Pedestrians with umbrellas walk past an electronic board showing Japan's Nikkei average (top middle L) and the exchange rates between the Japanese yen and the U.S. dollar (top middle R), outside a brokerage in Tokyo - REUTERS
Spreadbetters saw a slightly higher start for Europe in the wake of Japan’s rebound, forecasting Britain’s FTSE, Germany’s DAX and France’s CAC to open about 0.1% higher.
MSCI’s broadest index of Asia-Pacific shares outside Japan dropped 0.3%.
Hong Kong and Chinese shares fell for a second straight day after the debut of the landmark Hong Kong-Shanghai trading link as investors continued to lock in profits in stocks that had risen sharply ahead of the launch. Downbeat Chinese home prices data also dampened sentiment.

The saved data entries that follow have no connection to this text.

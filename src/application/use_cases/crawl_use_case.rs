// Copyright 2025 Kirky.X
//
// Licensed under the Apache License, Version 2.0 (the "License");
// you may not use this file except in compliance with the License.
// You may obtain a copy of the License at
//
//     http://www.apache.org/licenses/LICENSE-2.0
//
// Unless required by applicable law or agreed to in writing, software
// distributed under the License is distributed on an "AS IS" BASIS,
// WITHOUT WARRANTIES OR CONDITIONS OF ANY KIND, either express or implied.
// See the License for the specific language governing permissions and
// limitations under the License.

use std::sync::Arc;
use thiserror::Error;
use tracing::info;
use uuid::Uuid;
use validator::Validate;

use crate::application::dto::crawl_request::CrawlRequestDto;
use crate::application::dto::crawl_response::CrawlResponseDto;
use crate::config::settings::Settings;
use crate::domain::models::crawl::CrawlJob;
use crate::queue::job_registry::JobRegistry;
use crate::utils::errors::CrawlError;

/// 用例错误类型
#[derive(Error, Debug)]
pub enum CrawlUseCaseError {
    /// 请求校验失败
    #[error("Validation failed: {0}")]
    Validation(String),
    /// 作业不存在
    #[error("Crawl job not found")]
    NotFound,
    /// 内部错误
    #[error("Internal error: {0}")]
    Internal(String),
}

impl From<CrawlError> for CrawlUseCaseError {
    fn from(err: CrawlError) -> Self {
        match err {
            CrawlError::InvalidUrl(msg) => CrawlUseCaseError::Validation(msg),
            other => CrawlUseCaseError::Internal(other.to_string()),
        }
    }
}

/// 爬取用例
///
/// HTTP层与作业注册表之间的编排：校验请求、构造作业、
/// 决定同步等待还是立即受理。
pub struct CrawlUseCase {
    registry: Arc<JobRegistry>,
    settings: Arc<Settings>,
}

impl CrawlUseCase {
    /// 创建新的用例实例
    pub fn new(registry: Arc<JobRegistry>, settings: Arc<Settings>) -> Self {
        Self { registry, settings }
    }

    /// 创建爬取作业
    ///
    /// 同步模式下阻塞直到作业结束并返回完整摘要，
    /// 否则立即返回已受理的作业ID。
    pub async fn create_crawl(
        &self,
        dto: CrawlRequestDto,
    ) -> Result<CrawlResponseDto, CrawlUseCaseError> {
        dto.validate()
            .map_err(|e| CrawlUseCaseError::Validation(e.to_string()))?;

        let job = CrawlJob::new(
            &dto.url,
            dto.max_depth,
            dto.include_external,
            &self.settings.crawler,
        )?;
        info!(job_id = %job.id, url = %job.root_url, max_depth = job.max_depth, sync = dto.sync, "crawl requested");
        let job_id = self.registry.submit(job);

        if dto.sync {
            let status = self.registry.wait(job_id).await.ok_or_else(|| {
                CrawlUseCaseError::Internal("job ended without a final state".to_string())
            })?;
            Ok(CrawlResponseDto::from_status(status))
        } else {
            Ok(CrawlResponseDto::accepted(job_id))
        }
    }

    /// 查询作业状态
    pub fn get_crawl(&self, job_id: Uuid) -> Result<CrawlResponseDto, CrawlUseCaseError> {
        self.registry
            .status(job_id)
            .map(CrawlResponseDto::from_status)
            .ok_or(CrawlUseCaseError::NotFound)
    }

    /// 取消作业
    pub fn cancel_crawl(&self, job_id: Uuid) -> Result<(), CrawlUseCaseError> {
        if self.registry.cancel(job_id) {
            info!(job_id = %job_id, "crawl cancellation requested");
            Ok(())
        } else {
            Err(CrawlUseCaseError::NotFound)
        }
    }
}
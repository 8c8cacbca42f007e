// Copyright (c) 2025 Kirky.X
//
// Licensed under the MIT License
// See LICENSE file in the project root for full license information.

/// 应用程序模块
///
/// 包含请求/响应DTO和爬取用例
pub mod application;

/// 配置模块
///
/// 处理应用程序的配置设置和环境变量
pub mod config;

/// 领域模块
///
/// 包含核心业务实体和领域服务
pub mod domain;

/// 引擎模块
///
/// 实现HTTP抓取引擎
pub mod engines;

/// 基础设施模块
///
/// 提供指标导出等外部集成
pub mod infrastructure;

/// 表示层模块
///
/// 处理HTTP请求和响应，包括路由和处理器
pub mod presentation;

/// 队列模块
///
/// 实现爬取前沿队列和作业注册表
pub mod queue;

/// 工具模块
///
/// 提供通用的工具函数和辅助功能
pub mod utils;

/// 工作器模块
///
/// 实现抓取工作器
pub mod workers;
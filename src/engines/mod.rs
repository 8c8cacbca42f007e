// Copyright (c) 2025 Kirky.X
//
// Licensed under the MIT License
// See LICENSE file in the project root for full license information.

/// 基于reqwest的抓取引擎
pub mod reqwest_engine;
/// 引擎特质与共享类型
pub mod traits;
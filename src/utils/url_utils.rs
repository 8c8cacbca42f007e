// Copyright (c) 2025 Kirky.X
//
// Licensed under the MIT License
// See LICENSE file in the project root for full license information.

use url::{ParseError, Url};

/// 将可能为相对路径的URL转换为绝对路径URL
pub fn resolve_url(base_url: &Url, path: &str) -> Result<Url, ParseError> {
    base_url.join(path)
}

/// 规范化URL用于去重
///
/// 去除fragment；主机名小写和默认端口移除由url库的解析保证。
pub fn normalize_url(mut url: Url) -> Url {
    url.set_fragment(None);
    url
}

#[cfg(test)]
mod tests {
    use super::*;

    #[test]
    fn test_resolve_absolute_url() {
        let base = Url::parse("http://example.com/a/b").unwrap();
        let path = "http://t.co/c";
        assert_eq!(resolve_url(&base, path).unwrap().as_str(), "http://t.co/c");
    }

    #[test]
    fn test_resolve_protocol_relative_url() {
        let base = Url::parse("https://example.com/a/b").unwrap();
        let path = "//t.co/c";
        assert_eq!(resolve_url(&base, path).unwrap().as_str(), "https://t.co/c");
    }

    #[test]
    fn test_resolve_root_relative_url() {
        let base = Url::parse("http://example.com/a/b").unwrap();
        let path = "/c";
        assert_eq!(
            resolve_url(&base, path).unwrap().as_str(),
            "http://example.com/c"
        );
    }

    #[test]
    fn test_resolve_relative_url() {
        let base = Url::parse("http://example.com/a/b").unwrap();
        let path = "c";
        assert_eq!(
            resolve_url(&base, path).unwrap().as_str(),
            "http://example.com/a/c"
        );
    }

    #[test]
    fn test_normalize_strips_fragment() {
        let url = Url::parse("http://example.com/page#section").unwrap();
        assert_eq!(normalize_url(url).as_str(), "http://example.com/page");
    }

    #[test]
    fn test_normalize_host_and_default_port() {
        // Host lowercasing and default port removal happen at parse time
        let url = Url::parse("HTTP://Example.COM:80/page").unwrap();
        assert_eq!(normalize_url(url).as_str(), "http://example.com/page");
    }
}
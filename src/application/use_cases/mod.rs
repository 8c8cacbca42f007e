// Copyright (c) 2025 Kirky.X
//
// Licensed under the MIT License
// See LICENSE file in the project root for full license information.

/// 爬取用例
pub mod crawl_use_case;
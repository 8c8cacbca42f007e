// Copyright (c) 2025 Kirky.X
//
// Licensed under the MIT License
// See LICENSE file in the project root for full license information.

/// 领域模型模块
pub mod models;
/// 领域服务模块
pub mod services;
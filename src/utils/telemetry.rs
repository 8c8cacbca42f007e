// Copyright (c) 2025 Kirky.X
//
// Licensed under the MIT License
// See LICENSE file in the project root for full license information.

use tracing_subscriber::{layer::SubscriberExt, util::SubscriberInitExt};

pub fn init_telemetry() {
    tracing_subscriber::registry()
        .with(
            tracing_subscriber::EnvFilter::try_from_default_env()
                .unwrap_or_else(|_| "info,deepcrawl=debug".into()),
        )
        .with(tracing_subscriber::fmt::layer())
        .init();
}
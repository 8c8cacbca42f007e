// Copyright (c) 2025 Kirky.X
//
// Licensed under the MIT License
// See LICENSE file in the project root for full license information.

use chrono::{DateTime, Utc};
use serde::{Deserialize, Serialize};
use url::Url;

/// 前沿条目
///
/// 由链接提取器或作业播种创建，被一个工作器恰好消费一次，从不修改。
#[derive(Debug, Clone)]
pub struct FrontierEntry {
    /// 待抓取URL（已规范化）
    pub url: Url,
    /// 发现深度
    pub depth: u32,
    /// 发现来源URL
    pub discovered_from: Option<Url>,
    /// 发现时间（即入队提议时间）
    pub discovered_at: DateTime<Utc>,
}

impl FrontierEntry {
    /// 创建根条目（深度0）
    pub fn root(url: Url) -> Self {
        Self {
            url,
            depth: 0,
            discovered_from: None,
            discovered_at: Utc::now(),
        }
    }

    /// 创建由父页面发现的子条目
    pub fn child(url: Url, depth: u32, parent: &Url) -> Self {
        Self {
            url,
            depth,
            discovered_from: Some(parent.clone()),
            discovered_at: Utc::now(),
        }
    }
}

/// 页面抓取结果分类
#[derive(Debug, Clone, PartialEq, Eq, Serialize, Deserialize)]
#[serde(rename_all = "snake_case")]
pub enum PageOutcome {
    /// 成功抓取（2xx/3xx）
    Fetched,
    /// 服务器返回了错误状态码（4xx/5xx），重试已用尽
    HttpError,
    /// 传输层失败（超时、连接错误），重试已用尽
    FetchFailed { reason: String },
}

/// 页面记录
///
/// 工作器在抓取结束时创建，追加到作业的结果存储，之后不可变。
#[derive(Debug, Clone, Serialize, Deserialize)]
pub struct PageRecord {
    /// 页面URL
    pub url: String,
    /// 发现深度
    pub depth: u32,
    /// HTTP状态码（传输失败时为空）
    pub status: Option<u16>,
    /// 抓取结果分类
    pub outcome: PageOutcome,
    /// 响应体字节数
    pub bytes: u64,
    /// 抓取耗时（毫秒）
    pub duration_ms: u64,
    /// 页面上提取到的出站链接数
    pub links_found: usize,
    /// 发现时间
    pub discovered_at: DateTime<Utc>,
}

Hong Kong’s Hang Seng shed 0.9% and the Shanghai Composite Index lost 0.7%.
Tokyo’s Nikkei .N225, in contrast, rose sharply as the market waited to see if Prime Minister Shinzo Abe will call a snap election, delay a sales tax increase that had been planned for October next year, and consider further economic stimulus.
The Nikkei gained 2.2%, erasing much of Monday’s 3% fall suffered when shock data showed Japan had slipped into recession.
If he does call an election, Abe will hope his ruling Liberal Democrat Party (LDP) will trounce a weak opposition to reaffirm its mandate to pursue reflationary economic policies.
“While there has been some decline in the support rate for Abe’s cabinet there has been no accompanying rise in the support for the opposition from the depressed level. We would therefore expect the main ruling LDP to maintain its majority and for Abenomics to continue,” said Miyuki Kashima, managing director at BNY Mellon Asset Management. “As a result, our positive view on the (Tokyo share) market remains unchanged.”
Investors sold the euro on prospects of further easing by the European Central Bank, preferring to hold dollars as the US Federal Reserve is expected to raise rates next year.